== Problem details ==
Filter the material, keeping only lines with the word "Whether".

---

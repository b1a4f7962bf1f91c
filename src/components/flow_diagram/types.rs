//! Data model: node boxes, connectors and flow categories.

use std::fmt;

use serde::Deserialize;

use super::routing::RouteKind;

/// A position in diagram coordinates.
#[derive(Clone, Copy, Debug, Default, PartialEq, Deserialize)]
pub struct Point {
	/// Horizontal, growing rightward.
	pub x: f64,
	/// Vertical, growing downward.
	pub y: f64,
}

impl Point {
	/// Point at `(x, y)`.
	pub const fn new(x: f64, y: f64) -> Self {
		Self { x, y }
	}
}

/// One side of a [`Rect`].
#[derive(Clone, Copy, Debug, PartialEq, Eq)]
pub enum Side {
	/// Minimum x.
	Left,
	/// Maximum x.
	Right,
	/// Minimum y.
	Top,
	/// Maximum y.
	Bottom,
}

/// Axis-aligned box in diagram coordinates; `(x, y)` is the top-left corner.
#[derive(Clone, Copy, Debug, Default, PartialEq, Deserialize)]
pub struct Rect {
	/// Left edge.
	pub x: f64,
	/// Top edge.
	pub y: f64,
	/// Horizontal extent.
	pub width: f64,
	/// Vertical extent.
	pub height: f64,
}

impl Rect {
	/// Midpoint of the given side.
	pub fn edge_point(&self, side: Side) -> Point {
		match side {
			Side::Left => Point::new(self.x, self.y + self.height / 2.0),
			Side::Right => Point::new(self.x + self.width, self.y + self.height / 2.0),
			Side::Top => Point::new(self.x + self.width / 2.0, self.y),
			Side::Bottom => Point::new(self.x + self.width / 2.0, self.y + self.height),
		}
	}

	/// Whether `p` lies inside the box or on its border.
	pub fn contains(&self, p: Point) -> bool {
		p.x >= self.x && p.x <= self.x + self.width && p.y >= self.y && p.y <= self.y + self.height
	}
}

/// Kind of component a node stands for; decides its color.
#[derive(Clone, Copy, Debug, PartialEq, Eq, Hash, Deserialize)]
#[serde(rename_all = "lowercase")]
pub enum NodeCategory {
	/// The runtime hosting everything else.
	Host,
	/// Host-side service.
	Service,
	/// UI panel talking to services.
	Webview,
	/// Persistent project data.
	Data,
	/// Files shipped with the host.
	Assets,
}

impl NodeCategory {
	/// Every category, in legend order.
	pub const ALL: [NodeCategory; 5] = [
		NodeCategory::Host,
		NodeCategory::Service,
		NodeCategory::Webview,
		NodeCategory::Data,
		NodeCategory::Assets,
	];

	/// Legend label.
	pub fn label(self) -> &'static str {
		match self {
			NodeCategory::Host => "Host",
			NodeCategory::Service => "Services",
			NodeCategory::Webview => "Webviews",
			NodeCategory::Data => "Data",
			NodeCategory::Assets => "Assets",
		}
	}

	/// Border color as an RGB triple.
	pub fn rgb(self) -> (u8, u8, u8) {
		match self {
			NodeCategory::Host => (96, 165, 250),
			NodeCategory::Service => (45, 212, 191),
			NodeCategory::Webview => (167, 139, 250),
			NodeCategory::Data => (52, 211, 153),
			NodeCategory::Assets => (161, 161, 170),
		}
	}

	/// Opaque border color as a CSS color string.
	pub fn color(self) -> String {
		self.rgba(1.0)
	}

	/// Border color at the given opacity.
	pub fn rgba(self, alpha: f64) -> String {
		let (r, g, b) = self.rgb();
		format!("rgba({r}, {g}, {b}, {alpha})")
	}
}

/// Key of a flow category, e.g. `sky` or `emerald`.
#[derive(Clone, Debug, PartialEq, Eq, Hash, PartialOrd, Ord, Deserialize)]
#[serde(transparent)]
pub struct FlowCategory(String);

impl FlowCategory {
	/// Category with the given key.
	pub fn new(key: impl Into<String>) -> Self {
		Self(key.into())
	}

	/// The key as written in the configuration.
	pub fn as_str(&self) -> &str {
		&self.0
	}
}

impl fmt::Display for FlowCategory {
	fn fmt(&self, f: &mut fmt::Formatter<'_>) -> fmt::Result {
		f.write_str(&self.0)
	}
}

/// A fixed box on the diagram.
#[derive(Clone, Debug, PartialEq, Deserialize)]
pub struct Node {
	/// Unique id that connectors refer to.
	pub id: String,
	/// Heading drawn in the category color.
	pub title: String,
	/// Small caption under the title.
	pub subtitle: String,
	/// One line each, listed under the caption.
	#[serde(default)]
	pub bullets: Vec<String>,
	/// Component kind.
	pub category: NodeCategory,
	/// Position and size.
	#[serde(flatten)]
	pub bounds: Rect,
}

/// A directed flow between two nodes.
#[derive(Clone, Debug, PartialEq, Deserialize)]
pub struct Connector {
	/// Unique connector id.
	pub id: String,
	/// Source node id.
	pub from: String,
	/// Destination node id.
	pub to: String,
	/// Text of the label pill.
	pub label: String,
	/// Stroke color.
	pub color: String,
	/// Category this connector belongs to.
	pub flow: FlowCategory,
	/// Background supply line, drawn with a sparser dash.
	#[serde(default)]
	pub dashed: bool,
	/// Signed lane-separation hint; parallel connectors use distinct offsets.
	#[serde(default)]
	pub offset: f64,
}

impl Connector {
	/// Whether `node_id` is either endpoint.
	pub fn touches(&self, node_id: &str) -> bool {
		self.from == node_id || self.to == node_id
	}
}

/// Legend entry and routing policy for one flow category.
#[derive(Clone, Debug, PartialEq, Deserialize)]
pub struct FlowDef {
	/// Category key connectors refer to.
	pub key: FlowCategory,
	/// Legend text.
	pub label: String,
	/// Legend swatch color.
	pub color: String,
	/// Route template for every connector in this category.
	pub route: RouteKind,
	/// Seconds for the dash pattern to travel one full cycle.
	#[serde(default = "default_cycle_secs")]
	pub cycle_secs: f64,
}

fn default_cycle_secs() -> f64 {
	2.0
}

---

== Answer section ==
	/// Whether `p` lies inside the box or on its border.
	/// Whether `node_id` is either endpoint.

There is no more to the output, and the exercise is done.